In an article in The Lancet Oncology, Sartor et al report symptomatic skeletal event outcomes in the phase III ALSYMPCA trial, which was the study supporting the May 2013 approval of radium-233 dichloride (Xofigo) in patients with castration-resistant prostate cancer and bone metastases. They found that compared with placebo, radium-223 treatment was associated with significantly prolonged time to first symptomatic skeletal event, reduced risk of the need for external-beam radiation therapy for bone pain, and reduced risk of spinal cord compression.

Study Details

In this double-blind trial, 921 patients with symptomatic castration-resistant prostate cancer with at least two bone metastases and no known visceral metastases who had previously received or were unsuitable for docetaxel were randomly assigned 2:1 between June 2008 and February 2011 to receive six intravenous injections of radium-223 50 kBq/kg (n = 614) or placebo (n = 307), with one injection given every 4 weeks.

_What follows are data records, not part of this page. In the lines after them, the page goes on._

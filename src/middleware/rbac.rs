// src/middleware/rbac.rs

use axum::{extract::FromRequestParts, http::request::Parts};
use std::marker::PhantomData;

use crate::{
    common::error::AppError,
    middleware::auth::AuthenticatedUser,
    models::profile::{Capability, Profile},
};

/// 1. O Trait que define qual capacidade a rota exige
pub trait CapabilityDef: Send + Sync + 'static {
    fn capability() -> Capability;
}

/// 2. O Extractor (Guardião). Entrega o perfil já autorizado.
pub struct RequireCapability<T>(pub Profile, PhantomData<T>);

impl<T> RequireCapability<T> {
    pub fn profile(&self) -> &Profile {
        &self.0
    }
}

// 3. Implementação do FromRequestParts
impl<T, S> FromRequestParts<S> for RequireCapability<T>
where
    T: CapabilityDef,
    S: Send + Sync,
{
    type Rejection = AppError;

    async fn from_request_parts(parts: &mut Parts, state: &S) -> Result<Self, Self::Rejection> {
        // A. Extrai Usuário (colocado lá pelo auth_guard)
        let AuthenticatedUser(profile) = AuthenticatedUser::from_request_parts(parts, state).await?;

        // B. Papel -> capacidades, sem ida ao banco
        profile.require(T::capability())?;

        Ok(RequireCapability(profile, PhantomData))
    }
}

// ---
// DEFINIÇÃO DAS CAPACIDADES (TIPOS)
// ---

pub struct CanCreateBatch;
impl CapabilityDef for CanCreateBatch {
    fn capability() -> Capability { Capability::BatchCreate }
}

pub struct CanCultivate;
impl CapabilityDef for CanCultivate {
    fn capability() -> Capability { Capability::BatchCultivate }
}

pub struct CanRegisterFarm;
impl CapabilityDef for CanRegisterFarm {
    fn capability() -> Capability { Capability::FarmRegister }
}

pub struct CanApprove;
impl CapabilityDef for CanApprove {
    fn capability() -> Capability { Capability::BatchApprove }
}

pub struct CanOperateWarehouse;
impl CapabilityDef for CanOperateWarehouse {
    fn capability() -> Capability { Capability::WarehouseOperate }
}

pub struct CanScheduleTransport;
impl CapabilityDef for CanScheduleTransport {
    fn capability() -> Capability { Capability::TransportSchedule }
}

pub struct CanManageTransport;
impl CapabilityDef for CanManageTransport {
    fn capability() -> Capability { Capability::TransportManage }
}

pub struct CanDrive;
impl CapabilityDef for CanDrive {
    fn capability() -> Capability { Capability::TransportDrive }
}

pub struct CanReportIssue;
impl CapabilityDef for CanReportIssue {
    fn capability() -> Capability { Capability::IssueReport }
}

pub struct CanReadAudit;
impl CapabilityDef for CanReadAudit {
    fn capability() -> Capability { Capability::AuditRead }
}

pub struct CanAdminister;
impl CapabilityDef for CanAdminister {
    fn capability() -> Capability { Capability::AdminManage }
}

#[cfg(test)]
mod tests {
    use super::*;
    use crate::models::profile::{fixtures::profile, Role};
    use axum::http::Request;

    async fn extract<T: CapabilityDef>(user: Option<Profile>) -> Result<RequireCapability<T>, AppError> {
        let (mut parts, _) = Request::new(()).into_parts();
        if let Some(p) = user {
            parts.extensions.insert(AuthenticatedUser(p));
        }
        RequireCapability::<T>::from_request_parts(&mut parts, &()).await
    }

    #[tokio::test]
    async fn missing_user_is_unauthenticated() {
        assert!(matches!(extract::<CanApprove>(None).await, Err(AppError::AuthenticationRequired)));
    }

    #[tokio::test]
    async fn role_without_capability_is_forbidden() {
        let driver = profile(Role::Driver, None);
        assert!(matches!(
            extract::<CanOperateWarehouse>(Some(driver)).await,
            Err(AppError::InsufficientRole(_))
        ));
    }

    #[tokio::test]
    async fn authorized_profile_is_handed_over() {
        let officer = profile(Role::ProcurementOfficer, None);
        let id = officer.id;
        let guard = extract::<CanApprove>(Some(officer)).await.unwrap();
        assert_eq!(guard.profile().id, id);
    }
}
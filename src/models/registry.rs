// src/models/registry.rs

use chrono::{DateTime, Utc};
use rust_decimal::Decimal;
use serde::{Deserialize, Serialize};
use sqlx::FromRow;
use utoipa::ToSchema;
use uuid::Uuid;

// --- Armazéns ---
#[derive(Debug, Clone, Serialize, Deserialize, FromRow, ToSchema)]
#[serde(rename_all = "camelCase")]
pub struct Warehouse {
    pub id: Uuid,
    #[schema(example = "Armazém Central")]
    pub name: String,
    #[schema(example = "Rodovia BR-163, km 12")]
    pub location: String,
    pub capacity: Option<Decimal>,
    pub manager_id: Option<Uuid>,
    pub is_active: bool,
    pub created_at: DateTime<Utc>,
    pub updated_at: DateTime<Utc>,
}

// --- Unidades de Medida ---
#[derive(Debug, Clone, Serialize, Deserialize, FromRow, ToSchema)]
#[serde(rename_all = "camelCase")]
pub struct UnitOfMeasure {
    pub id: Uuid,
    #[schema(example = "Quilograma")]
    pub name: String,
    #[schema(example = "kg")]
    pub symbol: String,
    pub created_at: DateTime<Utc>,
    pub updated_at: DateTime<Utc>,
}

// --- Fazendas ---
#[derive(Debug, Clone, Serialize, Deserialize, FromRow, ToSchema)]
#[serde(rename_all = "camelCase")]
pub struct Farm {
    pub id: Uuid,
    #[schema(example = "Fazenda Boa Vista")]
    pub name: String,
    pub location: String,
    pub size_hectares: Option<Decimal>,
    #[schema(example = "João Pereira")]
    pub farmer_name: String,
    pub farmer_phone: Option<String>,
    pub field_agent_id: Uuid,
    pub created_at: DateTime<Utc>,
    pub updated_at: DateTime<Utc>,
}
pub mod admin;
pub mod batches;
pub mod extract;
pub mod notifications;
pub mod procurement;
pub mod registry;
pub mod transport;
pub mod warehouse;
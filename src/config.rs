//! Pool construction options.

use crate::error::Result;
use crate::pool::ThreadPool;
use std::sync::Arc;

/// Builder for [`ThreadPool`]. Mirrors the handful of knobs a native
/// thread actually exposes: how many of them to spawn, their stack
/// size, a name for diagnostics, and an optional per-thread init hook.
pub struct PoolBuilder {
    num_threads: usize,
    stack_size: Option<usize>,
    thread_name: String,
    on_thread_start: Option<Arc<dyn Fn(usize) + Send + Sync>>,
}

impl PoolBuilder {
    pub fn new() -> Self {
        Self {
            num_threads: crate::default_parallelism(),
            stack_size: None,
            thread_name: "thread-pool-worker".to_string(),
            on_thread_start: None,
        }
    }

    /// Number of worker threads. Zero is accepted: submissions to a
    /// zero-worker pool fail fast with [`crate::error::PoolError::NoWorkers`]
    /// rather than parking forever.
    pub fn num_threads(mut self, num_threads: usize) -> Self {
        self.num_threads = num_threads;
        self
    }

    /// Stack size, in bytes, for each worker thread. Defaults to the
    /// platform's `std::thread` default when unset.
    pub fn stack_size(mut self, stack_size: usize) -> Self {
        self.stack_size = Some(stack_size);
        self
    }

    /// Base name for worker threads; each is suffixed with its index.
    pub fn thread_name(mut self, thread_name: impl Into<String>) -> Self {
        self.thread_name = thread_name.into();
        self
    }

    /// Callback invoked once on each worker thread before it begins
    /// serving tasks, receiving the worker's index. A panic inside it
    /// is caught and logged; it does not stop the worker from starting.
    pub fn on_thread_start<F>(mut self, f: F) -> Self
    where
        F: Fn(usize) + Send + Sync + 'static,
    {
        self.on_thread_start = Some(Arc::new(f));
        self
    }

    pub fn build(self) -> Result<ThreadPool> {
        ThreadPool::from_builder(self)
    }

    pub(crate) fn num_threads_value(&self) -> usize {
        self.num_threads
    }

    pub(crate) fn stack_size_value(&self) -> Option<usize> {
        self.stack_size
    }

    pub(crate) fn thread_name_value(&self) -> &str {
        &self.thread_name
    }

    pub(crate) fn on_thread_start_value(&self) -> Option<Arc<dyn Fn(usize) + Send + Sync>> {
        self.on_thread_start.clone()
    }
}

impl Default for PoolBuilder {
    fn default() -> Self {
        Self::new()
    }
}
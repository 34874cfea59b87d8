//! Dispatch ring: picks a destination worker index for each submission.

use crate::queue::ThreadSafeDeque;

/// A rotating order of worker indices. Submission assigns a task to
/// `copy_front_and_rotate_to_back`'s result; a worker that just drained
/// its local queue calls `rotate_to_front` to become the preferred next
/// target (hot cache, no contention).
pub struct DispatchRing {
    order: ThreadSafeDeque<usize>,
}

impl DispatchRing {
    /// Build a ring over `[0, num_workers)`.
    pub fn new(num_workers: usize) -> Self {
        let order = ThreadSafeDeque::new();
        for id in 0..num_workers {
            order.push_back(id);
        }
        Self { order }
    }

    /// Pick the current preferred destination and demote it to the
    /// back. Returns `None` for a degenerate (zero-worker) ring.
    pub fn next_destination(&self) -> Option<usize> {
        self.order.copy_front_and_rotate_to_back()
    }

    /// Mark `id` as the preferred next destination.
    pub fn prefer(&self, id: usize) {
        self.order.rotate_to_front(id);
    }

    /// Drop `id` from the ring entirely (used when a worker thread fails
    /// to spawn and its slot is rolled back).
    pub fn remove(&self, id: usize) {
        // `rotate_to_front` followed by a pop gives us an exact removal
        // without introducing a third locking primitive on the deque.
        self.order.rotate_to_front(id);
        let _ = self.order.pop_front();
    }
}
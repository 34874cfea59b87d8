use thiserror::Error;

/// Errors surfaced by the thread pool.
#[derive(Error, Debug)]
pub enum PoolError {
    /// The task panicked during invocation. The payload is the panic
    /// message when it could be recovered as a `&str` or `String`.
    #[error("task panicked: {0}")]
    TaskPanicked(String),

    /// The task's envelope was discarded (for instance by
    /// `ThreadPool::clear_tasks`) without ever being invoked, so its
    /// `TaskHandle` would otherwise have blocked on `join` forever.
    #[error("task handle was dropped before completion")]
    HandleDropped,

    /// `std::thread::Builder::spawn` failed while constructing the pool.
    #[error("failed to spawn worker thread: {0}")]
    WorkerSpawnFailed(#[from] std::io::Error),

    /// A handle-returning submission targeted a pool with zero workers.
    #[error("cannot submit a task expecting a result to a pool with no workers")]
    NoWorkers,
}

pub type Result<T> = std::result::Result<T, PoolError>;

The primary endpoint was overall survival, which was previously reported to be significantly prolonged with radium-223.

The current report is for the outcomes of time to first symptomatic skeletal event—defined as the use of external-beam radiation to relieve bone pain, occurrence of a new symptomatic pathologic fracture (vertebral or nonvertebral), or occurrence of spinal cord compression—and tumor-related orthopedic surgical intervention. All events had to be clinically apparent and were not assessed by periodic radiologic review.

Symptomatic skeletal events occurred in 202 patients (33%) in the radium-223 group and 116 patients (38%) in the placebo group. Overall, the need for external-beam radiation therapy for bone pain occurred in 32% of patients, symptomatic pathologic bone fracture in 6%, spinal cord compression in 5%, and tumor-related orthopedic surgical intervention in 2%.

Prolonged Time to First Event

Time to first symptomatic skeletal event was longer with radium-223 than with placebo (median, 15.6 vs 9.8 months, hazard ratio [HR] = 0.66, P = .00037). The number of patients requiring radium-223 treatment to prevent one symptomatic skeletal event during the first 6 months was 7.6 (95% confidence interval = 4.9–16.4).

Analysis by stratification factors showed significant prolongation of time to first event with radium-223 for patients with previous docetaxel (median, 13.5 vs 7.8 months, HR = 0.62, P = .00087), baseline alkaline phosphatase < 220 U/L (median 16.5 vs 10.2 months, HR = 0.64, P = .00297) or ≥ 220 U/L (median 14.1 vs 7.9 months, HR = 0.69, P = .0456), and patients with bisphosphonate use at study entry (median, 19.6 vs 10.2 months, HR = 0.49, P = .00048). Prolongation was not significant in patients with no previous docetaxel use (median, 17.0 vs 19.5 months, HR = 0.74, P = .12) or in patients with no bisphosphonate use at entry (median, 11.8 vs 8.4 months, HR = 0.77, P = .07)

Component Risks

Radium-223 treatment was associated with significantly reduced risk of external-beam radiation therapy for bone pain (30% vs 34%, HR 0.67, P = .00117) and risk of spinal cord compression (4% vs 7%, HR = 0.52, P = .03). Reductions in risk for symptomatic pathologic bone fracture (5% vs 7%, HR = 0.62, P = .10) and need for tumor-related orthopedic surgical intervention (2% vs 2%, HR = 0.72, P = .48) were not significant.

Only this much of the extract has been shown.